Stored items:
'''

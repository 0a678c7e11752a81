//! Parallel experience collection for Skirmish.
//!
//! A [`ParallelRunner`] owns one worker thread per batch slot. Each worker
//! builds its own [`Environment`](skirmish_core::Environment) from a shared
//! factory and serves a strict request/response protocol over a pair of
//! bounded channels. The runner drives all workers in lockstep, asks a
//! [`PolicyController`] for actions, and fills an
//! [`EpisodeBatch`](skirmish_batch::EpisodeBatch) until every slot's
//! episode has ended.
//!
//! # Threading model
//!
//! ```text
//!                       ┌──────────────────────┐
//!   policy ◄──────────► │    ParallelRunner    │  (caller's thread)
//!                       └──┬───────┬───────┬───┘
//!              bounded(1)  │       │       │   one request in flight
//!                       ┌──▼──┐ ┌──▼──┐ ┌──▼──┐
//!                       │ w0  │ │ w1  │ │ wN  │  skirmish-worker-{rank}
//!                       │ env │ │ env │ │ env │
//!                       └─────┘ └─────┘ └─────┘
//! ```
//!
//! The runner blocks at the reset barrier, at every step receive, and at
//! the statistics barrier. Workers step their environments concurrently.

#![deny(missing_docs)]
#![deny(rustdoc::broken_intra_doc_links)]
#![forbid(unsafe_code)]

pub mod config;
pub mod error;
pub mod policy;
pub mod report;
pub mod runner;
pub mod worker;

pub use config::{ConfigError, RunnerConfig};
pub use error::RunnerError;
pub use policy::PolicyController;
pub use report::RunReport;
pub use runner::{ParallelRunner, RunRequest};
pub use worker::{WorkerError, WorkerHandle};
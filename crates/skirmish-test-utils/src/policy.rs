//! Policy controllers that read `avail_actions` straight from the batch.

use rand::{Rng, SeedableRng};
use rand_chacha::ChaCha8Rng;
use skirmish_batch::EpisodeBatch;
use skirmish_core::{names, AgentActions, PolicyError};
use skirmish_runner::PolicyController;

/// Read the avail-actions row for `(slot, t)` from the batch.
fn avail_row<'b>(batch: &'b EpisodeBatch, slot: usize, t: usize) -> Result<&'b [f32], PolicyError> {
    batch
        .get(names::AVAIL_ACTIONS, slot, t)
        .map_err(|e| PolicyError::MissingInput {
            field: format!("{} ({e})", names::AVAIL_ACTIONS),
        })
}

/// Deterministic controller: every agent takes its first available action.
///
/// Records each `select_actions` call so tests can assert on the
/// timestep and active set the runner passed in.
#[derive(Debug, Default)]
pub struct FirstAvailablePolicy {
    pub n_agents: usize,
    pub n_actions: usize,
    pub epsilon: Option<f64>,
    /// Extra action vectors appended to every reply, to provoke a count
    /// mismatch.
    pub extra_actions: usize,
    /// `(t_ep, t_env, active, test_mode)` per call.
    pub calls: Vec<(usize, u64, Vec<usize>, bool)>,
    pub init_hidden_calls: Vec<usize>,
    pub eval_calls: usize,
}

impl FirstAvailablePolicy {
    pub fn new(n_agents: usize, n_actions: usize) -> Self {
        Self {
            n_agents,
            n_actions,
            ..Default::default()
        }
    }

    pub fn with_epsilon(mut self, epsilon: f64) -> Self {
        self.epsilon = Some(epsilon);
        self
    }
}

impl PolicyController for FirstAvailablePolicy {
    fn init_hidden(&mut self, batch_size: usize) {
        self.init_hidden_calls.push(batch_size);
    }

    fn eval(&mut self) {
        self.eval_calls += 1;
    }

    fn select_actions(
        &mut self,
        batch: &EpisodeBatch,
        t_ep: usize,
        t_env: u64,
        active: &[usize],
        test_mode: bool,
    ) -> Result<Vec<AgentActions>, PolicyError> {
        self.calls.push((t_ep, t_env, active.to_vec(), test_mode));
        let mut out = Vec::with_capacity(active.len() + self.extra_actions);
        for &slot in active {
            let avail = avail_row(batch, slot, t_ep)?;
            let actions = (0..self.n_agents)
                .map(|agent| {
                    let row = &avail[agent * self.n_actions..(agent + 1) * self.n_actions];
                    row.iter().position(|&a| a > 0.0).unwrap_or(0) as u32
                })
                .collect();
            out.push(actions);
        }
        for _ in 0..self.extra_actions {
            out.push(smallvec::smallvec![0; self.n_agents]);
        }
        Ok(out)
    }

    fn epsilon(&self) -> Option<f64> {
        self.epsilon
    }
}

/// Uniform random choice among available actions, seeded for
/// reproducibility.
#[derive(Debug)]
pub struct RandomPolicy {
    n_agents: usize,
    n_actions: usize,
    rng: ChaCha8Rng,
}

impl RandomPolicy {
    pub fn new(n_agents: usize, n_actions: usize, seed: u64) -> Self {
        Self {
            n_agents,
            n_actions,
            rng: ChaCha8Rng::seed_from_u64(seed),
        }
    }
}

impl PolicyController for RandomPolicy {
    fn init_hidden(&mut self, _batch_size: usize) {}

    fn select_actions(
        &mut self,
        batch: &EpisodeBatch,
        t_ep: usize,
        _t_env: u64,
        active: &[usize],
        _test_mode: bool,
    ) -> Result<Vec<AgentActions>, PolicyError> {
        let mut out = Vec::with_capacity(active.len());
        for &slot in active {
            let avail = avail_row(batch, slot, t_ep)?;
            let mut actions = AgentActions::new();
            for agent in 0..self.n_agents {
                let row = &avail[agent * self.n_actions..(agent + 1) * self.n_actions];
                let choices: Vec<u32> = row
                    .iter()
                    .enumerate()
                    .filter(|(_, a)| **a > 0.0)
                    .map(|(i, _)| i as u32)
                    .collect();
                if choices.is_empty() {
                    return Err(PolicyError::SelectionFailed {
                        reason: format!("slot {slot} agent {agent} has no available action"),
                    });
                }
                actions.push(choices[self.rng.random_range(0..choices.len())]);
            }
            out.push(actions);
        }
        Ok(out)
    }

    fn epsilon(&self) -> Option<f64> {
        Some(1.0)
    }
}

'''

Instructions for the task:
Write out every record again, exactly as it was written.

Answer area:
repository 0a678c7e11752a81
//! Parallel experience collection for Skirmish.
//!
//! A [`ParallelRunner`] owns one worker thread per batch slot. Each worker
//! builds its own [`Environment`](skirmish_core::Environment) from a shared
//! factory and serves a strict request/response protocol over a pair of
//! bounded channels. The runner drives all workers in lockstep, asks a
//! [`PolicyController`] for actions, and fills an
//! [`EpisodeBatch`](skirmish_batch::EpisodeBatch) until every slot's
//! episode has ended.
//!
//! # Threading model
//!
//! ```text
//!                       ┌──────────────────────┐
//!   policy ◄──────────► │    ParallelRunner    │  (caller's thread)
//!                       └──┬───────┬───────┬───┘
//!              bounded(1)  │       │       │   one request in flight
//!                       ┌──▼──┐ ┌──▼──┐ ┌──▼──┐
//!                       │ w0  │ │ w1  │ │ wN  │  skirmish-worker-{rank}
//!                       │ env │ │ env │ │ env │
//!                       └─────┘ └─────┘ └─────┘
//! ```
//!
//! The runner blocks at the reset barrier, at every step receive, and at
//! the statistics barrier. Workers step their environments concurrently.

#![deny(missing_docs)]
#![deny(rustdoc::broken_intra_doc_links)]
#![forbid(unsafe_code)]

pub mod config;
pub mod error;
pub mod policy;
pub mod report;
pub mod runner;
pub mod worker;

pub use config::{ConfigError, RunnerConfig};
pub use error::RunnerError;
pub use policy::PolicyController;
pub use report::RunReport;
pub use runner::{ParallelRunner, RunRequest};
pub use worker::{WorkerError, WorkerHandle};
filename crates/skirmish-test-utils/src/policy.rs
//! Policy controllers that read `avail_actions` straight from the batch.

use rand::{Rng, SeedableRng};
use rand_chacha::ChaCha8Rng;
use skirmish_batch::EpisodeBatch;
use skirmish_core::{names, AgentActions, PolicyError};
use skirmish_runner::PolicyController;

/// Read the avail-actions row for `(slot, t)` from the batch.
fn avail_row<'b>(batch: &'b EpisodeBatch, slot: usize, t: usize) -> Result<&'b [f32], PolicyError> {
    batch
        .get(names::AVAIL_ACTIONS, slot, t)
        .map_err(|e| PolicyError::MissingInput {
            field: format!("{} ({e})", names::AVAIL_ACTIONS),
        })
}

/// Deterministic controller: every agent takes its first available action.
///
/// Records each `select_actions` call so tests can assert on the
/// timestep and active set the runner passed in.
#[derive(Debug, Default)]
pub struct FirstAvailablePolicy {
    pub n_agents: usize,
    pub n_actions: usize,
    pub epsilon: Option<f64>,
    /// Extra action vectors appended to every reply, to provoke a count
    /// mismatch.
    pub extra_actions: usize,
    /// `(t_ep, t_env, active, test_mode)` per call.
    pub calls: Vec<(usize, u64, Vec<usize>, bool)>,
    pub init_hidden_calls: Vec<usize>,
    pub eval_calls: usize,
}

impl FirstAvailablePolicy {
    pub fn new(n_agents: usize, n_actions: usize) -> Self {
        Self {
            n_agents,
            n_actions,
            ..Default::default()
        }
    }

    pub fn with_epsilon(mut self, epsilon: f64) -> Self {
        self.epsilon = Some(epsilon);
        self
    }
}

impl PolicyController for FirstAvailablePolicy {
    fn init_hidden(&mut self, batch_size: usize) {
        self.init_hidden_calls.push(batch_size);
    }

    fn eval(&mut self) {
        self.eval_calls += 1;
    }

    fn select_actions(
        &mut self,
        batch: &EpisodeBatch,
        t_ep: usize,
        t_env: u64,
        active: &[usize],
        test_mode: bool,
    ) -> Result<Vec<AgentActions>, PolicyError> {
        self.calls.push((t_ep, t_env, active.to_vec(), test_mode));
        let mut out = Vec::with_capacity(active.len() + self.extra_actions);
        for &slot in active {
            let avail = avail_row(batch, slot, t_ep)?;
            let actions = (0..self.n_agents)
                .map(|agent| {
                    let row = &avail[agent * self.n_actions..(agent + 1) * self.n_actions];
                    row.iter().position(|&a| a > 0.0).unwrap_or(0) as u32
                })
                .collect();
            out.push(actions);
        }
        for _ in 0..self.extra_actions {
            out.push(smallvec::smallvec![0; self.n_agents]);
        }
        Ok(out)
    }

    fn epsilon(&self) -> Option<f64> {
        self.epsilon
    }
}

/// Uniform random choice among available actions, seeded for
/// reproducibility.
#[derive(Debug)]
pub struct RandomPolicy {
    n_agents: usize,
    n_actions: usize,
    rng: ChaCha8Rng,
}

impl RandomPolicy {
    pub fn new(n_agents: usize, n_actions: usize, seed: u64) -> Self {
        Self {
            n_agents,
            n_actions,
            rng: ChaCha8Rng::seed_from_u64(seed),
        }
    }
}

impl PolicyController for RandomPolicy {
    fn init_hidden(&mut self, _batch_size: usize) {}

    fn select_actions(
        &mut self,
        batch: &EpisodeBatch,
        t_ep: usize,
        _t_env: u64,
        active: &[usize],
        _test_mode: bool,
    ) -> Result<Vec<AgentActions>, PolicyError> {
        let mut out = Vec::with_capacity(active.len());
        for &slot in active {
            let avail = avail_row(batch, slot, t_ep)?;
            let mut actions = AgentActions::new();
            for agent in 0..self.n_agents {
                let row = &avail[agent * self.n_actions..(agent + 1) * self.n_actions];
                let choices: Vec<u32> = row
                    .iter()
                    .enumerate()
                    .filter(|(_, a)| **a > 0.0)
                    .map(|(i, _)| i as u32)
                    .collect();
                if choices.is_empty() {
                    return Err(PolicyError::SelectionFailed {
                        reason: format!("slot {slot} agent {agent} has no available action"),
                    });
                }
                actions.push(choices[self.rng.random_range(0..choices.len())]);
            }
            out.push(actions);
        }
        Ok(out)
    }

    fn epsilon(&self) -> Option<f64> {
        Some(1.0)
    }
}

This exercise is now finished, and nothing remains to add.